La discussione su Edge vista da Wordle

La capacità di memorizzare e processare enormi quantità di dati da parte di “nuvole” di computer renderà obsoleta le necessità di formulare ipotesi e teorie? La forza bruta del DISC (Data Intensive Scalable Computation) potrà individuare nell’oceano di dati a disposizione pattern e correlazioni così significative da consentire previsioni attendibili sul mondo senza dover ricorrere a sofisticate modellizzazioni?

Chris “coda lunga” Anderson ha lanciato questa provocazione dalle pagine digitali di The Edge nelle scorse settimane.

Alla scala dei Petabyte, sostiene Anderson, la gestione e l’utilizzo dell’informazione richiede un approccio diverso.

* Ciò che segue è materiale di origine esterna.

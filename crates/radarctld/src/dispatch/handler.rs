//! Connection handler that runs one control session per connection.
//!
//! A session reads a single command token, resolves it through the shared
//! [`CommandRegistry`], streams the command's output back, and closes the
//! connection. Closing is the only end-of-reply signal the protocol has.

use std::io::Write;
use std::sync::Arc;

use tracing::{debug, warn};

use crate::transport::{ConnectionHandler, ConnectionStream};

use super::errors::DispatchError;
use super::registry::CommandRegistry;
use super::request::{CommandSource, read_command};
use super::stats::SessionStats;
use super::SESSION_TARGET;

/// How a session ended.
#[derive(Debug)]
pub enum SessionOutcome {
    /// The peer closed the connection without sending a command.
    Idle,
    /// The named command ran to completion.
    Served {
        /// Name of the executed command.
        command: String,
    },
    /// The request was rejected before any command ran.
    Rejected(DispatchError),
    /// The command or the transport failed.
    Failed(DispatchError),
}

/// Serves control sessions against a shared registry.
#[derive(Debug, Clone)]
pub struct SessionHandler {
    registry: Arc<CommandRegistry>,
    stats: Arc<SessionStats>,
}

impl SessionHandler {
    /// Creates a handler dispatching through `registry` and recording outcomes
    /// in `stats`.
    #[must_use]
    pub fn new(registry: Arc<CommandRegistry>, stats: Arc<SessionStats>) -> Self {
        Self { registry, stats }
    }

    /// Runs one session over `stream` without closing it.
    ///
    /// Request errors are written back as a single `error: ...` line. Errors
    /// never propagate past the session.
    pub fn serve<S>(&self, stream: &mut S) -> SessionOutcome
    where
        S: CommandSource + Write,
    {
        let token = match read_command(stream) {
            Ok(Some(token)) => token,
            Ok(None) => {
                debug!(target: SESSION_TARGET, "client disconnected without a command");
                return SessionOutcome::Idle;
            }
            Err(error) => return self.reject(stream, error),
        };

        let command = match self.registry.find(&token) {
            Ok(command) => command,
            Err(error) => return self.reject(stream, error),
        };

        debug!(target: SESSION_TARGET, command = %token, "executing command");
        match command.execute(stream) {
            Ok(()) => {
                self.stats.record_served();
                SessionOutcome::Served { command: token }
            }
            Err(error) => {
                let error = DispatchError::from(error);
                warn!(target: SESSION_TARGET, command = %token, %error, "command failed");
                write_error_line(stream, &error);
                self.stats.record_failed();
                SessionOutcome::Failed(error)
            }
        }
    }

    fn reject<S: Write>(&self, stream: &mut S, error: DispatchError) -> SessionOutcome {
        if !error.is_request_error() {
            warn!(target: SESSION_TARGET, %error, "failed to read command");
            self.stats.record_failed();
            return SessionOutcome::Failed(error);
        }

        warn!(target: SESSION_TARGET, %error, "rejected command request");
        if matches!(error, DispatchError::UnknownCommand { .. }) {
            self.stats.record_unknown();
        } else {
            self.stats.record_failed();
        }
        write_error_line(stream, &error);
        SessionOutcome::Rejected(error)
    }
}

impl ConnectionHandler for SessionHandler {
    fn handle(&self, mut stream: ConnectionStream) {
        let outcome = self.serve(&mut stream);
        debug!(target: SESSION_TARGET, ?outcome, "session finished");
        close(&mut stream);
    }
}

/// Best-effort error report; the connection may already be gone.
fn write_error_line<S: Write>(stream: &mut S, error: &DispatchError) {
    if let Err(write_error) = writeln!(stream, "error: {error}") {
        debug!(
            target: SESSION_TARGET,
            error = %write_error,
            "failed to report session error"
        );
    }
}

fn close(stream: &mut ConnectionStream) {
    if let Err(error) = stream.flush() {
        debug!(target: SESSION_TARGET, %error, "failed to flush session output");
    }
    if let Err(error) = stream.shutdown_write() {
        debug!(target: SESSION_TARGET, %error, "failed to shut down session stream");
    }
}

Potendo visualizzare miliardi di dati nella loro totalità, è possibile “vedere” matematicamente i dati prima e solo dopo assegnarli un contesto.

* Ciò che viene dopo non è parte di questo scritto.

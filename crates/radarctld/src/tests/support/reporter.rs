//! Test double for [`HealthReporter`] that records lifecycle events.

use std::sync::Mutex;
use std::time::{Duration, Instant};

use radarctl_config::{Config, SocketEndpoint};

use crate::bootstrap::BootstrapError;
use crate::health::HealthReporter;

/// Structured health events tracked during scenarios.
#[derive(Debug, Clone, PartialEq, Eq)]
pub enum HealthEvent {
    /// Bootstrap started.
    BootstrapStarting,
    /// Bootstrap completed with the given number of registered commands.
    BootstrapSucceeded { commands: usize },
    /// Bootstrap failed with an error description.
    BootstrapFailed(String),
    /// The listener is accepting on the bound endpoint.
    ListenerReady(SocketEndpoint),
    /// The service stopped.
    ShutdownComplete,
}

/// Records health events for assertions.
#[derive(Debug, Default)]
pub struct RecordingHealthReporter {
    events: Mutex<Vec<HealthEvent>>,
}

impl RecordingHealthReporter {
    /// Captures a copy of the recorded events.
    #[must_use]
    pub fn events(&self) -> Vec<HealthEvent> {
        self.events
            .lock()
            .expect("health reporter mutex poisoned")
            .clone()
    }

    fn record(&self, event: HealthEvent) {
        self.events
            .lock()
            .expect("health reporter mutex poisoned")
            .push(event);
    }

    /// Polls until the listener reports its endpoint.
    pub fn wait_for_listener(&self, timeout: Duration) -> Option<SocketEndpoint> {
        let deadline = Instant::now() + timeout;
        while Instant::now() < deadline {
            let ready = self.events().into_iter().find_map(|event| match event {
                HealthEvent::ListenerReady(endpoint) => Some(endpoint),
                _ => None,
            });
            if ready.is_some() {
                return ready;
            }
            std::thread::sleep(Duration::from_millis(10));
        }
        None
    }
}

impl HealthReporter for RecordingHealthReporter {
    fn bootstrap_starting(&self) {
        self.record(HealthEvent::BootstrapStarting);
    }

    fn bootstrap_succeeded(&self, _config: &Config, commands: usize) {
        self.record(HealthEvent::BootstrapSucceeded { commands });
    }

    fn bootstrap_failed(&self, error: &BootstrapError) {
        self.record(HealthEvent::BootstrapFailed(error.to_string()));
    }

    fn listener_ready(&self, endpoint: &SocketEndpoint) {
        self.record(HealthEvent::ListenerReady(endpoint.clone()));
    }

    fn shutdown_complete(&self) {
        self.record(HealthEvent::ShutdownComplete);
    }
}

Per secoli gli scienziati hanno applicato il metodo scientifico: costruzione del modello su date ipotesi, verifica sperimentale del modello tramite raccolta di dati, conferma o confutazione di quel modello.
Dati senza modelli sono considerati solo rumore ed eventuali correlazioni tra i dati stessi sono solo coincidenze senza un modello entro il quale inserirle.

Fino ad adesso, aggiunge Anderson.

Con una tale quantità di dati l’approccio classico alla scienza – ipotesi, modello, test – potrebbe essere diventato obsoleto.

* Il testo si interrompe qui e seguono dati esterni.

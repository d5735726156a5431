//! Decompression and reconstruction of encoded trees.
//!
//! Decoding runs in two stages. [`JsonDecoder::decompress`] resolves lexicon
//! ids back into the JSON-safe tree the encoder produced; a missing id is
//! treated as stream corruption and never guessed around.
//! [`JsonDecoder::decode`] then walks that tree: mappings carrying a
//! `"type"` field go to the named renderer, with the identity cache
//! consulted first, and everything else is inverted structurally.

use std::num::NonZeroUsize;
use std::rc::Rc;

use base64::Engine;
use base64::engine::general_purpose::STANDARD;
use serde_json::{Map, Value as Json};

use crate::cache::{CacheKey, CacheLookup, IdentityCache};
use crate::encoder::{BINARY_TAG, COMPRESSION_MARKER, TEXT_TAG};
use crate::error::DecodeError;
use crate::lexicon::Lexicon;
use crate::registry::Registry;
use crate::renderer::{DecodeOptions, ID_FIELD, SET_DATA_FIELD, SET_TYPE, TYPE_FIELD};
use crate::value::{Value, ValueMap};

/// Decoder session: registry, current lexicon, and identity cache.
#[derive(Debug)]
pub struct JsonDecoder {
    registry: Rc<Registry>,
    lexicon: Lexicon,
    cache: IdentityCache,
}

impl JsonDecoder {
    /// Creates a decoder over a shared registry.
    #[must_use]
    pub fn new(registry: Rc<Registry>, cache_capacity: NonZeroUsize) -> Self {
        Self {
            registry,
            lexicon: Lexicon::new(),
            cache: IdentityCache::new(cache_capacity),
        }
    }

    /// Installs the lexicon that subsequent compressed trees refer to.
    pub fn set_lexicon(&mut self, lexicon: Lexicon) {
        self.lexicon = lexicon;
    }

    /// Returns the installed lexicon.
    #[must_use]
    pub const fn lexicon(&self) -> &Lexicon {
        &self.lexicon
    }

    /// Returns the identity cache.
    #[must_use]
    pub const fn cache(&self) -> &IdentityCache {
        &self.cache
    }

    /// Inverts the encoder's compression pass.
    ///
    /// # Errors
    ///
    /// Returns [`DecodeError::LexiconCorruption`] when the tree references an
    /// id the lexicon does not hold, and [`DecodeError::Malformed`] when a
    /// compressed key does not resolve to text.
    pub fn decompress(&self, tree: &Json) -> Result<Json, DecodeError> {
        match tree {
            Json::Object(map) if is_compressed(map) => {
                let mut state = Map::new();
                for (key, value) in map {
                    if key == COMPRESSION_MARKER {
                        continue;
                    }
                    let decoded_key = match self.lexicon.resolve(&Json::String(key.clone()))? {
                        Json::String(text) => text.clone(),
                        other => {
                            return Err(DecodeError::malformed(format!(
                                "compressed key '{key}' resolves to non-text {other}"
                            )));
                        }
                    };
                    let decoded_value = match value {
                        Json::Object(inner) if is_compressed(inner) => self.decompress(value)?,
                        id => self.lexicon.resolve(id)?.clone(),
                    };
                    state.insert(decoded_key, decoded_value);
                }
                Ok(Json::Object(state))
            }
            id => self.lexicon.resolve(id).cloned(),
        }
    }

    /// Decompresses and then decodes a compressed tree.
    ///
    /// # Errors
    ///
    /// See [`JsonDecoder::decompress`] and [`JsonDecoder::decode`].
    pub fn decode_compressed(
        &mut self,
        tree: &Json,
        options: &mut DecodeOptions,
    ) -> Result<Value, DecodeError> {
        let json_safe = self.decompress(tree)?;
        self.decode(&json_safe, options)
    }

    /// Reconstructs a domain value from a JSON-safe tree.
    ///
    /// # Errors
    ///
    /// Returns [`DecodeError::Lookup`] when a `"type"` field names an unknown
    /// renderer, [`DecodeError::Malformed`] or [`DecodeError::Base64`] when a
    /// tagged form is broken, and whatever a renderer's reconstruction
    /// reports.
    pub fn decode(&mut self, value: &Json, options: &mut DecodeOptions) -> Result<Value, DecodeError> {
        match value {
            Json::Null => Ok(Value::Null),
            Json::Bool(flag) => Ok(Value::Bool(*flag)),
            Json::Number(number) => Ok(Value::Number(number.clone())),
            Json::String(text) => Ok(Value::Text(text.clone())),
            Json::Array(items) => self.decode_sequence(items, options),
            Json::Object(map) => match map.get(TYPE_FIELD) {
                None => self.decode_map(map, options),
                Some(Json::String(name)) if name == SET_TYPE => self.decode_set(map, options),
                Some(Json::String(name)) => self.decode_state(name, map, options),
                Some(other) => Err(DecodeError::malformed(format!(
                    "'type' field must be text, found {other}"
                ))),
            },
        }
    }

    fn decode_sequence(
        &mut self,
        items: &[Json],
        options: &mut DecodeOptions,
    ) -> Result<Value, DecodeError> {
        if let [tag, payload] = items {
            match tag.as_str() {
                Some(TEXT_TAG) => {
                    let text = payload
                        .as_str()
                        .ok_or_else(|| DecodeError::malformed("text payload must be a string"))?;
                    return Ok(Value::Bytes(text.as_bytes().to_vec()));
                }
                Some(BINARY_TAG) => {
                    let encoded = payload
                        .as_str()
                        .ok_or_else(|| DecodeError::malformed("binary payload must be a string"))?;
                    return STANDARD
                        .decode(encoded)
                        .map(Value::Bytes)
                        .map_err(|source| DecodeError::Base64 { source });
                }
                _ => {}
            }
        }
        items
            .iter()
            .map(|item| self.decode(item, options))
            .collect::<Result<Vec<_>, _>>()
            .map(Value::List)
    }

    fn decode_map(
        &mut self,
        map: &Map<String, Json>,
        options: &mut DecodeOptions,
    ) -> Result<Value, DecodeError> {
        let mut result = ValueMap::new();
        for (key, value) in map {
            result.insert(key.clone(), self.decode(value, options)?);
        }
        Ok(Value::Map(result))
    }

    fn decode_set(
        &mut self,
        map: &Map<String, Json>,
        options: &mut DecodeOptions,
    ) -> Result<Value, DecodeError> {
        let Some(Json::Array(items)) = map.get(SET_DATA_FIELD) else {
            return Err(DecodeError::malformed("set marker without a 'data' sequence"));
        };
        items
            .iter()
            .map(|item| self.decode(item, options))
            .collect::<Result<Vec<_>, _>>()
            .map(Value::Set)
    }

    fn decode_state(
        &mut self,
        name: &str,
        map: &Map<String, Json>,
        options: &mut DecodeOptions,
    ) -> Result<Value, DecodeError> {
        let registry = Rc::clone(&self.registry);
        let renderer = registry.resolve_by_name(name)?;

        let key = renderer
            .cache_key(map)
            .map(|key| CacheKey::new(renderer.name(), key));
        if let Some(key) = &key
            && let CacheLookup::Found(cached) = self.cache.lookup(key)
        {
            return Ok(cached);
        }

        let mut state = ValueMap::new();
        for (field, value) in map {
            if field == TYPE_FIELD || field == ID_FIELD {
                continue;
            }
            state.insert(field.clone(), self.decode(value, options)?);
        }
        let result = renderer.reconstruct(state, options)?;

        if let Some(key) = key {
            self.cache.insert(key, result.clone());
        }
        Ok(result)
    }
}

fn is_compressed(map: &Map<String, Json>) -> bool {
    map.get(COMPRESSION_MARKER).and_then(Json::as_u64) == Some(1)
}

Possiamo inserire i dati in un cluster di computer e lasciare che algoritmi statistici scoprano pattern e schemi immediatamente utilizzabili senza che la scienza ne spieghi l’origine o li inserisca in un contesto teorico.

Anderson fa notare che questo nuovo approccio è tipico di Google: per esempio Google non ha avuto bisogno di conoscere a fondo il mondo e le convenzioni della pubblicità né di sviluppare sofisticati modelli economici e statistici per ottenere grandi successi. Sono bastati un po’ di matematica applicata, ottimi strumenti analitici ed un’enorme quantità di dati a disposizione.

Il direttore di Wired conclude così:

La recente disponibilità di grandi quantità di dati unita a strumenti statistici per setacciare questi numeri, offre un’intera nuova strada per comprendere il mondo. La correlazione rimpiazza la causalità,e la scienza può ora avanzare anche senza modelli coerenti, teorie unificate o spiegazioni meccanicistiche

Numerosi scienziati, filosofi ed addetti ai lavori hanno replicato mettendo in evidenza come il ragionamento di Anderson appaia confuso e le sue ipotesi piuttosto deboli.